Cesca Therapeutics Inc. (www.cescatherapeutics.com) is engaged in the research, development and commercialization of autologous cell-based therapeutics for use in regenerative medicine. The Company is a leader in the development and manufacture of automated blood and bone marrow processing systems that enable the separation, processing and preservation of cell and tissue therapy products. These include:
-
SurgWerks™; proprietary stem cell therapy point-of-care kits for the treatment of vascular and orthopedic indications that integrate the following indication specific elements:
- Cell harvesting
- Cell processing and selection
- Cell diagnostics
- Cell delivery
- CellWerks™; a proprietary stem cell laboratory kit for the processing of target cells used in the treatment of oncological and hematological disorders.
- The AutoXpress® (AXP); a proprietary automated device, along with companion sterile blood processing disposables, for the harvesting of stem cells from cord blood.
- The MarrowXpress® (MXP); a derivative product of the AXP and its accompanying disposable bag set, for the isolation and concentration of stem cells from bone marrow. Self-powered and microprocessor-controlled, the MXP contains flow control optical sensors that volume-reduces blood from bone marrow to a user defined volume in 30 minutes while retaining over 90% of mononuclear cells (MNCs).
- The Res-Q™ 60 (Res-Q); a point-of-care system designed for the preparation of cell concentrates, including stem cells, from bone marrow aspirates and whole blood for platelet rich plasma (PRP).
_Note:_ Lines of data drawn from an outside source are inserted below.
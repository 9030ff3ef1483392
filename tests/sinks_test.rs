// ABOUTME: Tests for console and chart output sinks
// ABOUTME: Covers display text, chart file naming, and delivery errors
//
// SPDX-License-Identifier: MIT OR Apache-2.0
// Copyright (c) 2025 The gasex Developers

#![allow(clippy::unwrap_used, clippy::expect_used, clippy::panic)]
#![allow(missing_docs)]

mod common;

use gasex::sinks::ConsoleSink;
use gasex::{GasExchangeAnalyzer, Sample};

fn piecewise() -> Sample {
    let rows = common::piecewise_rows();
    Sample::new(
        rows.iter().map(|r| r.0).collect(),
        rows.iter().map(|r| r.1).collect(),
        rows.iter().map(|r| r.2).collect(),
    )
    .unwrap()
}

#[test]
fn test_console_render_lists_threshold_timestamp_and_slope() {
    let result = GasExchangeAnalyzer::default().analyze(&piecewise()).unwrap();
    let text = ConsoleSink::render("piecewise.csv", &result);

    assert!(text.starts_with("piecewise.csv\n"));
    assert!(text.contains("Gas Exchange Threshold (GET): 5\n"));
    assert!(text.contains("Timestamp of GET: 40\n"));
    assert!(text.contains("Difference between the two slopes: "));
    assert!(!text.contains("Warning"));
}

#[cfg(feature = "charts")]
mod charts {
    use super::piecewise;
    use gasex::sinks::{ChartFormat, ChartSink, OutputSink, SinkError};
    use gasex::GasExchangeAnalyzer;
    use tempfile::TempDir;

    #[test]
    fn test_chart_paths_follow_source_stem() {
        let sink = ChartSink::new("/plots", ChartFormat::Svg);
        let [scatter, lin_quad, segments] = sink.chart_paths("athlete_07.csv");

        assert!(scatter.ends_with("athlete_07_scatter.svg"));
        assert!(lin_quad.ends_with("athlete_07_lin_quad.svg"));
        assert!(segments.ends_with("athlete_07_lwr_upr_reg.svg"));
        assert!(scatter.starts_with("/plots"));
    }

    #[test]
    fn test_png_is_default_format() {
        assert_eq!(ChartFormat::default(), ChartFormat::Png);
        let [scatter, ..] = ChartSink::new("out", ChartFormat::default()).chart_paths("x.json");
        assert!(scatter.ends_with("x_scatter.png"));
    }

    #[test]
    fn test_default_and_custom_chart_size() {
        let sink = ChartSink::new("out", ChartFormat::Png);
        assert_eq!(sink.size(), (1024, 768));
        assert_eq!(sink.with_size(640, 480).size(), (640, 480));
    }

    #[test]
    fn test_unusable_directory_is_reported() {
        let dir = TempDir::new().unwrap();
        let blocker = dir.path().join("plots");
        std::fs::write(&blocker, "occupied").unwrap();

        let sample = piecewise();
        let result = GasExchangeAnalyzer::default().analyze(&sample).unwrap();
        let err = ChartSink::new(&blocker, ChartFormat::Png)
            .deliver("piecewise.csv", &sample, &result)
            .unwrap_err();

        assert!(matches!(err, SinkError::Io { .. }));
        assert!(!blocker.join("piecewise_scatter.png").exists());
    }
}
// ABOUTME: Console sink printing the threshold, its timestamp, and the slope difference
// ABOUTME: Writes a short block per sample to stdout, flagging low-confidence results
//
// SPDX-License-Identifier: MIT OR Apache-2.0
// Copyright (c) 2025 The gasex Developers

use super::{OutputSink, SinkError};
use gasex_core::Sample;
use gasex_intelligence::AnalysisResult;
use std::fmt::Write as _;
use std::io::{self, Write};

/// Prints each result to stdout
#[derive(Debug, Clone, Copy, Default)]
pub struct ConsoleSink;

impl ConsoleSink {
    /// Text block written for one result
    #[must_use]
    pub fn render(source: &str, result: &AnalysisResult) -> String {
        let mut out = String::new();
        let _ = writeln!(out, "{source}");
        let _ = writeln!(
            out,
            "  Gas Exchange Threshold (GET): {}",
            result.threshold()
        );
        let _ = writeln!(out, "  Timestamp of GET: {}", result.timestamp());
        let _ = writeln!(
            out,
            "  Difference between the two slopes: {}",
            result.slope_difference
        );
        for warning in result.warnings() {
            let _ = writeln!(out, "  Warning: {warning}");
        }
        out
    }
}

impl OutputSink for ConsoleSink {
    fn name(&self) -> &'static str {
        "console"
    }

    fn deliver(
        &self,
        source: &str,
        _sample: &Sample,
        result: &AnalysisResult,
    ) -> Result<(), SinkError> {
        let mut stdout = io::stdout().lock();
        stdout
            .write_all(Self::render(source, result).as_bytes())
            .map_err(|e| SinkError::io("stdout", e))
    }
}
- The BioArchive® System; an automated cryogenic device, used by cord blood stem cell banks in more than 30 countries, for cryopreservation and archiving of cord blood stem cell units for transplant.
Forward Looking Statement
The statements contained herein may include statements of future expectations and other forward-looking statements that are based on management's current views and assumptions and involve known and unknown risks and uncertainties that could cause actual results, performance or events to differ materially from those expressed or implied in such statements, including FDA approval, timing of the Company's submission of IDE applications, or amendments to such applications, and outcomes from such submissions. Further, clinical trial outcomes are not predictable, and results may vary from the Company's expectations, including the start of any such clinical trials, patient follow up issues, and costs associated with such trials. Further description of other risks that could cause actual events to differ from the outcomes predicted by Cesca Therapeutics' forward-looking statements is set forth under the caption "Risk Factors" in Cesca Therapeutics annual report on Form 10-K and other reports it files with the Securities and Exchange Commission from time to time, and you should consider each of those factors when evaluating the forward-looking statements.